I have a long 20 year history of mental health issues resulting from an abusive childhood and continued adult emotional abuse by my parents until I went NC a year ago.
My diagnosis most recently is severe psychotic depression and PTSD. I take an antidepressant, anti psychotic and mood stabilisers.
In the last 5 years I have had 5 inpatient stays each 1 month long. The last one was in June of this year.
Since June I had been doing really, really well. Growing stronger and more confident every day. Enjoying life again with my family. I have one DD 14 and one DS 11.
Then about 6 weeks ago my DD said she was struggling with anxiety and had been having panic attacks at school. I was very quick to get her the help she needed and she has now had a couple of sessions of CBT and seems to be improving.
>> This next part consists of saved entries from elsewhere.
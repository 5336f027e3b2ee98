//! The operations an OpenL2M server offers, as a trait.
//!
//! [`Server`](crate::Server) is the HTTP implementation. Device handles are
//! generic over this trait so device-scoped logic works against any
//! implementation, including test doubles.

use crate::models::{
    CommandResult, DeviceDetail, DeviceFilter, DeviceList, InterfaceCommand, ServerEnvironment,
    ServerStats,
};
use crate::Result;
use async_trait::async_trait;
use openl2m_core::InterfaceId;

/// OpenL2M REST operations.
#[cfg_attr(test, mockall::automock)]
#[async_trait]
pub trait OpenL2mApi: Send + Sync {
    /// List devices visible to the token, filtered client-side.
    async fn list_devices(&self, filter: &DeviceFilter) -> Result<DeviceList>;

    /// Read the basic (interface) view of a device.
    async fn get_device(&self, device_url: &str) -> Result<DeviceDetail>;

    /// Read the details view of a device (adds Ethernet, ARP and LLDP data).
    async fn get_device_details(&self, device_url: &str) -> Result<DeviceDetail>;

    /// Apply a command to one interface of a device.
    async fn run_command(
        &self,
        device_url: &str,
        interface: &InterfaceId,
        command: &InterfaceCommand,
    ) -> Result<CommandResult>;

    /// Server usage statistics.
    async fn stats(&self) -> Result<ServerStats>;

    /// Server runtime environment.
    async fn environment(&self) -> Result<ServerEnvironment>;
}
//! Connection settings for an OpenL2M server.
//!
//! [`ServerConfig`] carries the base URL and API token plus the transport
//! knobs exposed by the server client. Values are checked with `validator`
//! on construction; the token is held as a [`SecretString`] so it never
//! shows up in `Debug` output or logs.

use crate::client::{ClientConfig, RetryPolicy, DEFAULT_TIMEOUT_SECS};
use crate::Error;
use secrecy::{ExposeSecret, SecretString};
use std::time::Duration;
use url::Url;
use validator::Validate;

/// Environment variable holding the server base URL.
pub const ENV_URL: &str = "OPENL2M_URL";
/// Environment variable holding the API token.
pub const ENV_TOKEN: &str = "OPENL2M_TOKEN";
/// Environment variable toggling certificate verification (`false`/`0`/`no` disables).
pub const ENV_VERIFY_TLS: &str = "OPENL2M_VERIFY_TLS";
/// Environment variable overriding the request timeout in seconds.
pub const ENV_TIMEOUT_SECS: &str = "OPENL2M_TIMEOUT_SECS";

/// Configuration for one OpenL2M server connection.
#[derive(Debug, Validate)]
pub struct ServerConfig {
    /// Base URL of the OpenL2M instance, e.g. `https://openl2m.example.com/`
    #[validate(url)]
    url: String,

    /// API token
    token: SecretString,

    /// Whether to verify TLS certificates
    tls_verify: bool,

    /// Request timeout in seconds
    #[validate(range(min = 1, max = 300))]
    request_timeout_secs: u64,

    /// Maximum number of retry attempts for GET requests
    #[validate(range(min = 0, max = 10))]
    max_retries: u32,
}

impl ServerConfig {
    /// Create a configuration from a base URL and token.
    ///
    /// # Errors
    ///
    /// Returns [`Error::ConfigError`] if the URL is empty, malformed or not
    /// `http`/`https`, or if the token is empty.
    pub fn new(url: impl Into<String>, token: impl Into<String>) -> Result<Self, Error> {
        let config = Self {
            url: url.into().trim().to_string(),
            token: SecretString::from(token.into()),
            tls_verify: true,
            request_timeout_secs: DEFAULT_TIMEOUT_SECS,
            max_retries: 0,
        };
        config.check()?;
        Ok(config)
    }

    /// Build a configuration from `OPENL2M_*` environment variables.
    ///
    /// # Errors
    ///
    /// Returns [`Error::ConfigError`] if a required variable is missing or a
    /// value is invalid.
    pub fn from_env() -> Result<Self, Error> {
        Self::from_lookup(|key| std::env::var(key).ok())
    }

    /// Build a configuration from an arbitrary key lookup.
    ///
    /// # Errors
    ///
    /// Same as [`ServerConfig::from_env`].
    pub fn from_lookup<F>(lookup: F) -> Result<Self, Error>
    where
        F: Fn(&str) -> Option<String>,
    {
        let url = lookup(ENV_URL)
            .ok_or_else(|| Error::ConfigError(format!("{ENV_URL} is not set")))?;
        let token = lookup(ENV_TOKEN)
            .ok_or_else(|| Error::ConfigError(format!("{ENV_TOKEN} is not set")))?;

        let mut config = Self::new(url, token)?;

        if let Some(verify) = lookup(ENV_VERIFY_TLS) {
            config.tls_verify = parse_flag(&verify).ok_or_else(|| {
                Error::ConfigError(format!("{ENV_VERIFY_TLS} must be a boolean, got `{verify}`"))
            })?;
        }
        if let Some(timeout) = lookup(ENV_TIMEOUT_SECS) {
            config.request_timeout_secs = timeout.trim().parse().map_err(|_| {
                Error::ConfigError(format!(
                    "{ENV_TIMEOUT_SECS} must be a number of seconds, got `{timeout}`"
                ))
            })?;
        }

        config.check()?;
        Ok(config)
    }

    /// Set whether to verify TLS certificates.
    #[must_use]
    pub const fn with_tls_verify(mut self, verify: bool) -> Self {
        self.tls_verify = verify;
        self
    }

    /// Set request timeout in seconds.
    #[must_use]
    pub const fn with_timeout(mut self, seconds: u64) -> Self {
        self.request_timeout_secs = seconds;
        self
    }

    /// Set maximum retry attempts.
    #[must_use]
    pub const fn with_max_retries(mut self, retries: u32) -> Self {
        self.max_retries = retries;
        self
    }

    /// The base URL as given.
    #[must_use]
    pub fn url(&self) -> &str {
        &self.url
    }

    /// The API token.
    #[must_use]
    pub const fn token(&self) -> &SecretString {
        &self.token
    }

    /// Whether certificates are verified.
    #[must_use]
    pub const fn tls_verify(&self) -> bool {
        self.tls_verify
    }

    /// Get the request timeout as a Duration.
    #[must_use]
    pub const fn timeout(&self) -> Duration {
        Duration::from_secs(self.request_timeout_secs)
    }

    /// Maximum retry attempts.
    #[must_use]
    pub const fn max_retries(&self) -> u32 {
        self.max_retries
    }

    /// Parse the base URL, guaranteeing a trailing `/` so relative endpoints
    /// join below it.
    ///
    /// # Errors
    ///
    /// Returns [`Error::ConfigError`] if the URL is empty, cannot be parsed or
    /// uses a scheme other than `http`/`https`.
    pub fn parse_url(&self) -> Result<Url, Error> {
        parse_base_url(&self.url)
    }

    /// Derive the HTTP client settings.
    #[must_use]
    pub fn client_config(&self) -> ClientConfig {
        let retry = if self.max_retries == 0 {
            RetryPolicy::no_retry()
        } else {
            RetryPolicy::new().with_max_retries(self.max_retries)
        };
        ClientConfig::new()
            .with_timeout(self.timeout())
            .with_tls_verify(self.tls_verify)
            .with_retry_policy(retry)
    }

    /// Validate all fields.
    ///
    /// # Errors
    ///
    /// Returns [`Error::ConfigError`] describing the first problem found.
    pub fn check(&self) -> Result<(), Error> {
        if self.url.is_empty() {
            return Err(Error::ConfigError("base URL must not be empty".to_string()));
        }
        self.validate()
            .map_err(|e| Error::ConfigError(format!("Invalid configuration: {e}")))?;
        if self.token.expose_secret().trim().is_empty() {
            return Err(Error::ConfigError("API token must not be empty".to_string()));
        }
        self.parse_url().map(|_| ())
    }
}

/// Parse and normalize an OpenL2M base URL.
///
/// # Errors
///
/// Returns [`Error::ConfigError`] if the URL is empty, malformed, not
/// `http`/`https` or carries a username or password.
pub fn parse_base_url(raw: &str) -> Result<Url, Error> {
    let raw = raw.trim();
    if raw.is_empty() {
        return Err(Error::ConfigError("base URL must not be empty".to_string()));
    }

    let mut url =
        Url::parse(raw).map_err(|e| Error::ConfigError(format!("Invalid base URL `{raw}`: {e}")))?;

    if !matches!(url.scheme(), "http" | "https") {
        return Err(Error::ConfigError(format!(
            "Unsupported URL scheme `{}` in `{raw}`",
            url.scheme()
        )));
    }
    if url.host_str().is_none() {
        return Err(Error::ConfigError(format!("Base URL `{raw}` has no host")));
    }
    // reqwest sends userinfo as a Basic auth header.
    if !url.username().is_empty() || url.password().is_some() {
        return Err(Error::ConfigError(
            "Base URL must not contain a username or password".to_string(),
        ));
    }
    if !url.path().ends_with('/') {
        let path = format!("{}/", url.path());
        url.set_path(&path);
    }
    Ok(url)
}

fn parse_flag(value: &str) -> Option<bool> {
    match value.trim().to_ascii_lowercase().as_str() {
        "1" | "true" | "yes" | "on" => Some(true),
        "0" | "false" | "no" | "off" => Some(false),
        _ => None,
    }
}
Me on the other hand, not so great. I blame myself for my daughters fragile mental health. Worrying about her has meant I have lost focus on trying to get better. I have been walking round with my mask on trying to hide myself from others, trying to keep seemingly happy but now my mask has cracked and I can't do it anymore. DH has noticed my struggle but I kept refusing to believe it was happening.
Last night my mask fell off and I could be honest with DH after a big cry.
I'm so scared. I don't think I have the strength to fight this again. I have always thought that I wouldn't grow old and die peacefully. I know I will die at my own hand when I can't take another moment of this pain.